When you or someone you care about has or is facing the possibility of breast cancer, it is natural to feel many bewildering and frightening emotions.
No one wants to get sick at all. Certainly no one wants to get cancer. And there are kinds of cancers that seem particularly terrible, not only because of their death-dealing potential, but because they or their treatment hits us “where we live.” Breast cancer, for most women, is one of those diseases.
The possibility that you may have breast cancer is made even more stressful because it is an illness in which you are going to be called upon to make several decisions that don’t necessarily arise in other situations. It’s important that along with a carefully chosen team of physicians, you and the people in your personal support system take a very active role in the management of your case. Though that may feel a little intimidating right now, it can make a real difference in your welfare.
There are people who, when they are ill, take the attitude, “I’m going to find a good doctor and turn myself over to him. He knows better than I what should be done.” Only to a certain extent is that a reasonable attitude in any medical situation. But breast cancer, with its many treatment possibilities, offers a special challenge to the patient.
For most of us, a serious threat to our health immediately takes center stage. Other concerns seem less important than they were before we learned of our illness. Though we may not articulate the thought, we understand that if we don’t give first priority to taking care of the health crisis, there may not be any other concerns.
Even so, some women are so terrified of the thought of breast cancer that though they have found a lump or other abnormality in their breast, they suppress the knowledge, at least for a time. They may say to themselves, “That’s nothing. I’m just imagining it,” or “Next time I go to the doctor, I’ll mention it,” or “I’ve always had that.
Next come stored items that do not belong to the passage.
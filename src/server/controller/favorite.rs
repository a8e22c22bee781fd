use axum::{
    extract::{Path, State},
    http::StatusCode,
    response::IntoResponse,
    Json,
};
use sea_orm::DatabaseConnection;
use tower_sessions::Session;

use crate::{
    model::{
        api::ErrorDto,
        champion::{FavoriteStatusDto, FavoriteUnauthenticatedDto},
        user::FavoriteDto,
    },
    server::{
        controller::util::current_user::{maybe_user, require_user},
        data::{champion::ChampionRepository, favorite::FavoriteRepository},
        error::Error,
        model::app::AppState,
        service::favorite::FavoriteService,
    },
};

pub static FAVORITE_TAG: &str = "favorite";

/// Toggle a favorite on a champion
///
/// Anonymous requests get a 401 body carrying `is_authenticated: false`
/// instead of the standard error shape so the page script can prompt a
/// login without parsing failures.
#[utoipa::path(
    post,
    path = "/api/favorite/{champion_id}",
    tag = FAVORITE_TAG,
    params(
        ("champion_id" = i32, Path, description = "Champion ID")
    ),
    responses(
        (status = 200, description = "The new favorite state for the champion", body = FavoriteStatusDto),
        (status = 401, description = "Not logged in", body = FavoriteUnauthenticatedDto),
        (status = 404, description = "Champion not found", body = ErrorDto),
        (status = 500, description = "Internal server error", body = ErrorDto)
    ),
)]
pub async fn toggle_favorite(
    State(state): State<AppState>,
    session: Session,
    Path(champion_id): Path<i32>,
) -> Result<impl IntoResponse, Error> {
    let champion_repository = ChampionRepository::new(&state.db);
    let favorite_service = FavoriteService::new(&state.db);

    let user = match maybe_user(&state.db, &session).await? {
        Some(user) => user,
        None => {
            return Ok((
                StatusCode::UNAUTHORIZED,
                Json(FavoriteUnauthenticatedDto {
                    message: "User not authenticated".to_string(),
                    is_authenticated: false,
                }),
            )
                .into_response())
        }
    };

    if champion_repository.get_by_id(champion_id).await?.is_none() {
        return Err(Error::NotFound("Champion not found"));
    }

    let is_favorited = favorite_service.toggle(user.id, champion_id).await?;

    Ok((
        StatusCode::OK,
        Json(FavoriteStatusDto {
            is_favorited,
            is_authenticated: true,
        }),
    )
        .into_response())
}

/// Get the logged in user's favorites
#[utoipa::path(
    get,
    path = "/api/favorites",
    tag = FAVORITE_TAG,
    responses(
        (status = 200, description = "The current user's favorites, oldest first", body = Vec<FavoriteDto>),
        (status = 401, description = "Not logged in", body = ErrorDto),
        (status = 500, description = "Internal server error", body = ErrorDto)
    ),
)]
pub async fn get_favorites(
    State(state): State<AppState>,
    session: Session,
) -> Result<impl IntoResponse, Error> {
    let user = require_user(
        &state.db,
        &session,
        "You must be logged in to view your favorites.",
    )
    .await?;

    let favorites = favorites_of(&state.db, user.id).await?;

    Ok(Json(favorites))
}

/// Load a user's favorites joined with their champions, oldest first.
///
/// Shared with the profile routes, which list favorites for users other
/// than the session's own.
pub(crate) async fn favorites_of(
    db: &DatabaseConnection,
    user_id: i32,
) -> Result<Vec<FavoriteDto>, Error> {
    let favorite_repository = FavoriteRepository::new(db);

    let favorites = favorite_repository
        .get_many_by_user_id(user_id)
        .await?
        .into_iter()
        .filter_map(|(favorite, champion)| {
            champion.map(|champion| FavoriteDto {
                id: favorite.id,
                champion: champion.into(),
            })
        })
        .collect();

    Ok(favorites)
}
It’s not worth worrying about.”
Don’t do this. We have seen too many women who became victims of their own fright and denial. Their illness, which would almost certainly have responded to treatment in its early stages, had so advanced by the time they sought help that it was too late.
So, the answer to the question “What do I do now?” is, first, get some perspective on what you are facing. Second, find good allies, the right doctors, to help you.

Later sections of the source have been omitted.